L’élection de Nkosazana Dlamini-Zuma « n’est pas forcément une bonne nouvelle, souffle une journaliste sud-africaine. On avait encore besoin d’elle au pays ». Ex-ministre des Affaires étrangères passée au ministère de l’Intérieur, elle a su faire le ménage au sein d’une administration réputée corrompue, gagnant ainsi en visibilité sur la scène politique locale. Et s’il y a quelqu’un que cela risquait de gêner, à quelques mois des élections internes au Congrès national africain (ANC), prévues en décembre, et avant le scrutin présidentiel de 2014, c’est bien Jacob Zuma, l’homme dont elle a divorcé en 1998. Dlamini-Zuma était sur le point de constituer un ticket avec l’influent Kgalema Motlanthe, vice-président de l’ANC et ancien vice-président du pays. « Elle est zouloue, comme Zuma. Motlanthe est un Pedi. À eux deux, ils auraient été très difficiles à battre, explique un observateur de la vie politique sud-africaine. Zuma avait intérêt à l’envoyer loin. ».

Aucun doute concernant le Tchad. Son président avait dit qu’il soutiendrait l’Afrique du Sud, faisant fi de la consigne de vote donnée par la Communauté économique des États de l’Afrique centrale (Ceeac), à laquelle il appartient. Idriss Déby Itno espérait certainement négocier l’élection de Nagoum Yamassoum, son ancien ministre des Affaires étrangères, au poste de commissaire pour les affaires politiques de l’UA – fauteuil qui lui a échappé. On peut aussi supposer qu’à Bangui, pour des considérations de politique régionale, François Bozizé a aligné ses positions sur celles de N’Djamena. On sait également la RDC redevable à l’Afrique du Sud depuis que celle-ci a reconnu sans sourciller la victoire de Joseph Kabila à la présidentielle contestée de novembre dernier. Enfin, on connaît la tiédeur des relations qu’entretiennent les présidents Bongo et Teodoro Obiang Nguema, et l’on imagine sans peine la satisfaction de Malabo à voir Libreville ainsi étrillé. « Nous sommes très déçus, il n’y a eu aucune solidarité en Afrique centrale », peste un conseiller gabonais.

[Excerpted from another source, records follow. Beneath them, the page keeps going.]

//! Texture and shadow-map samplers

use ash::{vk, Device};

use crate::render::backends::vulkan::{VulkanContext, VulkanError, VulkanResult};

/// Sampler with automatic cleanup
pub struct Sampler {
    device: Device,
    sampler: vk::Sampler,
}

impl Sampler {
    /// Linear, repeating, mipmapped sampler for colour textures
    ///
    /// Anisotropy is clamped to the device limit and disabled when the feature
    /// is missing.
    pub fn color(context: &VulkanContext, max_anisotropy: f32) -> VulkanResult<Self> {
        let info = color_sampler_info(
            context.physical_device().features.sampler_anisotropy == vk::TRUE,
            context.physical_device().properties.limits.max_sampler_anisotropy,
            max_anisotropy,
        );
        Self::create(context.raw_device(), &info, "texture sampler")
    }

    /// Clamp-to-edge depth comparison sampler for shadow lookups
    pub fn shadow(context: &VulkanContext) -> VulkanResult<Self> {
        Self::create(context.raw_device(), &shadow_sampler_info(), "shadow sampler")
    }

    fn create(device: Device, info: &vk::SamplerCreateInfo, what: &'static str) -> VulkanResult<Self> {
        let sampler = unsafe { device.create_sampler(info, None) }.map_err(VulkanError::creation(what))?;
        Ok(Self { device, sampler })
    }

    /// Sampler handle
    pub fn handle(&self) -> vk::Sampler {
        self.sampler
    }
}

impl Drop for Sampler {
    fn drop(&mut self) {
        unsafe { self.device.destroy_sampler(self.sampler, None) };
    }
}

fn color_sampler_info(anisotropy_supported: bool, device_limit: f32, requested: f32) -> vk::SamplerCreateInfo {
    let anisotropy = requested.min(device_limit).max(1.0);
    vk::SamplerCreateInfo::builder()
        .mag_filter(vk::Filter::LINEAR)
        .min_filter(vk::Filter::LINEAR)
        .address_mode_u(vk::SamplerAddressMode::REPEAT)
        .address_mode_v(vk::SamplerAddressMode::REPEAT)
        .address_mode_w(vk::SamplerAddressMode::REPEAT)
        .anisotropy_enable(anisotropy_supported && anisotropy > 1.0)
        .max_anisotropy(anisotropy)
        .border_color(vk::BorderColor::INT_OPAQUE_BLACK)
        .unnormalized_coordinates(false)
        .compare_enable(false)
        .compare_op(vk::CompareOp::ALWAYS)
        .mipmap_mode(vk::SamplerMipmapMode::LINEAR)
        .min_lod(0.0)
        .max_lod(vk::LOD_CLAMP_NONE)
        .build()
}

fn shadow_sampler_info() -> vk::SamplerCreateInfo {
    vk::SamplerCreateInfo::builder()
        .mag_filter(vk::Filter::LINEAR)
        .min_filter(vk::Filter::LINEAR)
        .address_mode_u(vk::SamplerAddressMode::CLAMP_TO_EDGE)
        .address_mode_v(vk::SamplerAddressMode::CLAMP_TO_EDGE)
        .address_mode_w(vk::SamplerAddressMode::CLAMP_TO_EDGE)
        .border_color(vk::BorderColor::FLOAT_OPAQUE_WHITE)
        .compare_enable(true)
        .compare_op(vk::CompareOp::LESS_OR_EQUAL)
        .mipmap_mode(vk::SamplerMipmapMode::NEAREST)
        .min_lod(0.0)
        .max_lod(0.0)
        .build()
}

#[cfg(test)]
mod tests {
    use super::*;

    #[test]
    fn test_anisotropy_clamped_to_device_limit() {
        let info = color_sampler_info(true, 8.0, 16.0);
        assert_eq!(info.max_anisotropy, 8.0);
        assert_eq!(info.anisotropy_enable, vk::TRUE);
    }

    #[test]
    fn test_anisotropy_disabled_without_feature() {
        let info = color_sampler_info(false, 16.0, 16.0);
        assert_eq!(info.anisotropy_enable, vk::FALSE);
    }

    #[test]
    fn test_shadow_sampler_compares() {
        let info = shadow_sampler_info();
        assert_eq!(info.compare_enable, vk::TRUE);
        assert_eq!(info.compare_op, vk::CompareOp::LESS_OR_EQUAL);
        assert_eq!(info.address_mode_u, vk::SamplerAddressMode::CLAMP_TO_EDGE);
    }
}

Et en Afrique de l’Ouest ? Les pays lusophones se sont alignés sur l’Angola, acquis depuis le début à la cause sud-africaine. Le président dos Santos a probablement su convaincre la Guinée de faire de même – Luanda y a des intérêts miniers, dans la bauxite notamment. Et comme Alpha Condé a récemment contracté un prêt de 25 millions de dollars (20 millions d’euros environ) auprès d’un intermédiaire sud-africain que lui avait recommandé Jacob Zuma, l’équation est vite résolue. Quid du Liberia ? Dlamini-Zuma n’a pas ménagé sa peine en allant frapper en personne à la porte de la présidente du Liberia, le 15 juillet au matin. Ellen Johnson-Sirleaf, première femme élue à la tête d’un pays africain, s’est sans doute ralliée sans difficulté à Dlamini-Zuma, qui aspirait à devenir la première femme à prendre la direction de la Commission.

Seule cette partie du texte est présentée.